NLBMDA’s August 10 Newsletter

Wednesday, August 12, 2020

NLBMDA Applauds Congressional Letter to OSHA on Crane Rule Material Delivery Exemption

On July 27, key members of the House of Representatives sent a NLBMDA-backed letter to the Occupational Safety and Health Administration’s (OSHA) Principal Deputy Assistant Secretary of Labor for Occupational Safety and Health Loren Sweatt requesting that the agency preserve the material delivery exemption in the 2010 Crane and Derricks in Construction rule and revoke its 2016 Letter of Interpretation (LOI) which effectively repealed the material deliver3y exemption.

The Congressional letter was led by Representative Ron Wright (TX-6) who serves on House Education and Labor Committee and the Workforce Protections Subcommittee. It was also signed by Reps. Fred Keller (PA-12), Greg Gianforte (MT-AL), Scott Perry (PA-10), Tom Tiffany (WI-7), Jim Baird (IN-4) and Bob Gibbs (OH-7). The letter was supported by NLBMDA’s federated state and regional associations and the National Association of Home Builders (NAHB).
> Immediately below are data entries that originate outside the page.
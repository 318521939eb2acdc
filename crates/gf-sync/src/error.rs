//! Synchronization error taxonomy
//!
//! Desyncs are recoverable and handled by the session state machine up to
//! its retry ceiling; `RecoveryExhausted` is terminal for the session but
//! never for the spin outcome — the caller downgrades to the
//! non-interactive full-result path.

use crate::protocol::DesyncCause;

#[derive(Debug, thiserror::Error)]
pub enum SyncError {
    #[error("desync: {cause}")]
    Desync { cause: DesyncCause },

    #[error("recovery ceiling exceeded for session {session_id}")]
    RecoveryExhausted { session_id: String },

    #[error("transport failure: {0}")]
    Transport(String),

    #[error("session {0} is not accepting messages")]
    SessionClosed(String),

    #[error("IO error: {0}")]
    Io(#[from] std::io::Error),

    #[error("serialization error: {0}")]
    Serialize(#[from] serde_json::Error),

    #[error(transparent)]
    Engine(#[from] gf_engine::EngineError),
}
//! Symbol definitions
//!
//! The GemFall symbol set is closed: six low-paying gems, three high-paying
//! time pieces, and the scatter. Wire names are snake_case (`time_gem`,
//! `scatter`, ...) to match the renderer's asset keys.

use serde::{Deserialize, Serialize};

/// Symbol identifier.
#[derive(Debug, Clone, Copy, PartialEq, Eq, Hash, Serialize, Deserialize)]
#[serde(rename_all = "snake_case")]
pub enum SymbolKind {
    // Low paying gems
    Amber,
    Topaz,
    Emerald,
    Sapphire,
    Amethyst,
    Ruby,
    // High paying time pieces
    Chronometer,
    Hourglass,
    TimeGem,
    // Triggers free spins by count, pays by exact count
    Scatter,
}

impl SymbolKind {
    /// All paying (non-scatter) kinds, low tier first.
    pub const PAYING: [SymbolKind; 9] = [
        SymbolKind::Amber,
        SymbolKind::Topaz,
        SymbolKind::Emerald,
        SymbolKind::Sapphire,
        SymbolKind::Amethyst,
        SymbolKind::Ruby,
        SymbolKind::Chronometer,
        SymbolKind::Hourglass,
        SymbolKind::TimeGem,
    ];

    /// Is this one of the three high symbols?
    pub fn is_high(&self) -> bool {
        matches!(
            self,
            SymbolKind::Chronometer | SymbolKind::Hourglass | SymbolKind::TimeGem
        )
    }

    pub fn is_scatter(&self) -> bool {
        matches!(self, SymbolKind::Scatter)
    }
}

/// A placed symbol: a kind plus the multiplier it landed with.
///
/// Immutable once placed — cascades replace cells, they never mutate them.
/// The multiplier defaults to 1 and is only raised by the random-multiplier
/// feature at generation time.
#[derive(Debug, Clone, Copy, PartialEq, Eq, Serialize, Deserialize)]
pub struct Symbol {
    pub kind: SymbolKind,
    #[serde(default = "default_multiplier")]
    pub multiplier: u32,
}

fn default_multiplier() -> u32 {
    1
}

impl Symbol {
    pub fn new(kind: SymbolKind) -> Self {
        Self {
            kind,
            multiplier: 1,
        }
    }

    pub fn with_multiplier(kind: SymbolKind, multiplier: u32) -> Self {
        Self {
            kind,
            multiplier: multiplier.max(1),
        }
    }
}

/// Default generation weights, tuned for the target RTP.
///
/// Lows dominate the reel; highs are roughly one order rarer. Scatter is
/// injected separately (see `GameConfig::scatter_chance`) and carries no
/// weight here.
pub fn default_weights() -> Vec<(SymbolKind, u32)> {
    vec![
        (SymbolKind::Amber, 180),
        (SymbolKind::Topaz, 170),
        (SymbolKind::Emerald, 160),
        (SymbolKind::Sapphire, 150),
        (SymbolKind::Amethyst, 140),
        (SymbolKind::Ruby, 130),
        (SymbolKind::Chronometer, 45),
        (SymbolKind::Hourglass, 30),
        (SymbolKind::TimeGem, 20),
    ]
}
“This is a big step towards a resolution to the concerning letter of interpretation (LOI) issued by OSHA in 2016. NLBMDA applauds Congress for hearing the concerns of our dealer members and requesting OSHA preserve the material delivery exemption as written in the 2010 Crane and Derricks in Construction rule,” said Jonathan Paine, NLBMDA President & CEO. “OSHA’s 2016 LOI has fostered a great deal of uncertainty in the lumber and building material dealer industry and NLBMDA is encouraged that our dealers’ grassroots efforts have gotten the attention of Congress. NLBMDA thanks Representative Wright and all of the signers of the letter for their leadership on this issue and we are hopeful that OSHA will take the concerns of Congress seriously.”

Background:

In 2010, OSHA issued regulations regarding the use of cranes and derricks in construction, including certification and safety requirements. The regulations included an OSHA-approved exemption for building material delivery, citing that the small cranes used to deliver building materials do not pose the same risks as construction cranes and that the rules would unnecessarily burden the small businesses, builders, material supply dealers, and other parties who utilize them. Unfortunately, OSHA contradicted the final rule and essentially repealed the material delivery exemption in a 2016 Letter of Interpretation (LOI). The agency did not provide any reasoning for this change and failed to give small businesses and other stakeholders the opportunity to provide public comment, circumventing the traditional rulemaking process.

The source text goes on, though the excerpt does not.